2017 is rich with events that expose the complex connections between law, politics, economics, religion and culture. These events will set the course for 2018, even as new actors seek to take manage people, events, states, enterprises and other institutions with substantial consequential effects of the mass. But most of all 2017 was the year of big data, of social credit, and of the realization that the algorithmic institution (state or otherwise) might well replace the regulatory state as the driving force for the management of people, institutions and behaviors. Where once the regulatory state was said to express the will of the people refined through their representatives in government, currently the algorithmic enterprise can be said to build systems for managing people and institutions from the data it harvests from them applied to metrics that both reflect their desires and directs it toward certain ends. But this was also the year of statues, of mass violence and of surprising revelations that both marked and drove significant cultural change.
With no objective in particular, this post and a number that follow provides my summary of the slice of 2017 to which I paid attention through epigrams and aphorisms. It follows an end of year tradition I started in 2016 (for those see here).

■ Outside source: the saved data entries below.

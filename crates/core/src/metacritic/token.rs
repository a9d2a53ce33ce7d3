//! Access token bootstrapping.
//!
//! The backend API requires an `apiKey` query parameter. It is not
//! published anywhere; the website embeds it in inline scripts on the
//! homepage, so we fetch the homepage and scrape it out.

use std::time::Duration;

use once_cell::sync::Lazy;
use regex_lite::Regex;
use tracing::debug;

use super::types::AccessToken;
use super::MetacriticError;
use crate::http::{minimal_headers, HttpFetcher, HttpRequest};

static SCRIPT_PATTERN: Lazy<Regex> = Lazy::new(|| {
    Regex::new(r"(?s)<script[^>]*>(.*?)</script>").expect("script block regex should compile")
});

static API_KEY_PATTERN: Lazy<Regex> =
    Lazy::new(|| Regex::new(r#"apiKey=([^"&]+)"#).expect("api key regex should compile"));

/// Fetches the homepage and extracts an access token from it.
#[derive(Debug, Clone)]
pub struct TokenBootstrapper {
    homepage_url: String,
    timeout: Duration,
}

impl TokenBootstrapper {
    pub fn new(homepage_url: impl Into<String>, timeout: Duration) -> Self {
        Self {
            homepage_url: homepage_url.into(),
            timeout,
        }
    }

    /// Fetch the homepage with minimal headers and scrape the token.
    pub async fn fetch_token(
        &self,
        fetcher: &dyn HttpFetcher,
        user_agent: &str,
    ) -> Result<AccessToken, MetacriticError> {
        debug!(url = %self.homepage_url, "Bootstrapping access token");

        let request = HttpRequest::get(
            self.homepage_url.as_str(),
            minimal_headers(user_agent),
            self.timeout,
        );
        let response = fetcher.get(&request).await?;

        if !response.is_success() {
            return Err(MetacriticError::Status {
                status: response.status,
                endpoint: "homepage",
            });
        }

        extract_access_token(&response.body).ok_or(MetacriticError::NoToken)
    }
}

/// Scan inline scripts in document order for the first `apiKey=...`.
pub fn extract_access_token(html: &str) -> Option<AccessToken> {
    SCRIPT_PATTERN
        .captures_iter(html)
        .filter_map(|script| script.get(1))
        .find_map(|script| {
            API_KEY_PATTERN
                .captures(script.as_str())
                .and_then(|caps| caps.get(1))
                .map(|m| AccessToken::new(m.as_str()))
        })
}

#[cfg(test)]
mod tests {
    use super::*;

    #[test]
    fn test_extract_from_single_script() {
        let html = r#"<html><head><script>var url = "https://backend/x?apiKey=abc123&foo=1";</script></head></html>"#;
        assert_eq!(extract_access_token(html), Some(AccessToken::new("abc123")));
    }

    #[test]
    fn test_value_stops_at_quote() {
        let html = r#"<script type="text/javascript">window.cfg = "apiKey=k3y";</script>"#;
        assert_eq!(extract_access_token(html), Some(AccessToken::new("k3y")));
    }

    #[test]
    fn test_first_matching_script_wins() {
        let html = concat!(
            "<script>console.log('nothing here');</script>",
            "<script src=\"/a.js\"></script>",
            "<script>\nfetch(\"/api?apiKey=first\")\n</script>",
            "<script>fetch(\"/api?apiKey=second\")</script>",
        );
        assert_eq!(extract_access_token(html), Some(AccessToken::new("first")));
    }

    #[test]
    fn test_multiline_script_body() {
        let html = "<script>\nvar a = 1;\nvar b = \"?apiKey=multi&x=1\";\n</script>";
        assert_eq!(extract_access_token(html), Some(AccessToken::new("multi")));
    }

    #[test]
    fn test_key_outside_script_ignored() {
        let html = r#"<a href="/search?apiKey=not-a-script">x</a><script>var a = 1;</script>"#;
        assert_eq!(extract_access_token(html), None);
    }

    #[test]
    fn test_empty_value_not_matched() {
        let html = r#"<script>var u = "apiKey=";</script>"#;
        assert_eq!(extract_access_token(html), None);
    }

    #[test]
    fn test_no_scripts() {
        assert_eq!(extract_access_token("<html><body>hi</body></html>"), None);
        assert_eq!(extract_access_token(""), None);
    }
}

Ruminations 77: 2017 in Epigrams and Aphorisms
3. If human rights emerge from the people, it acquires its form only when it is delivered back to them through the state; from the people, to the people through the state; that appears to be the fundamental relational structure of human rights. ["Despite the fact that the UN human rights framework is grounded on the principle of the universality, indivisibility and interdependence of all human rights, China nonetheless is pushing its version of “human rights with Chinese characteristics,” which prioritizes the right to development and economic rights over individual civil and political rights, and insists on a relativistic approach to human rights based on each country’s unique history, culture, values, and political system." China Pushes ‘Human Rights With Chinese Characteristics’ at the UN]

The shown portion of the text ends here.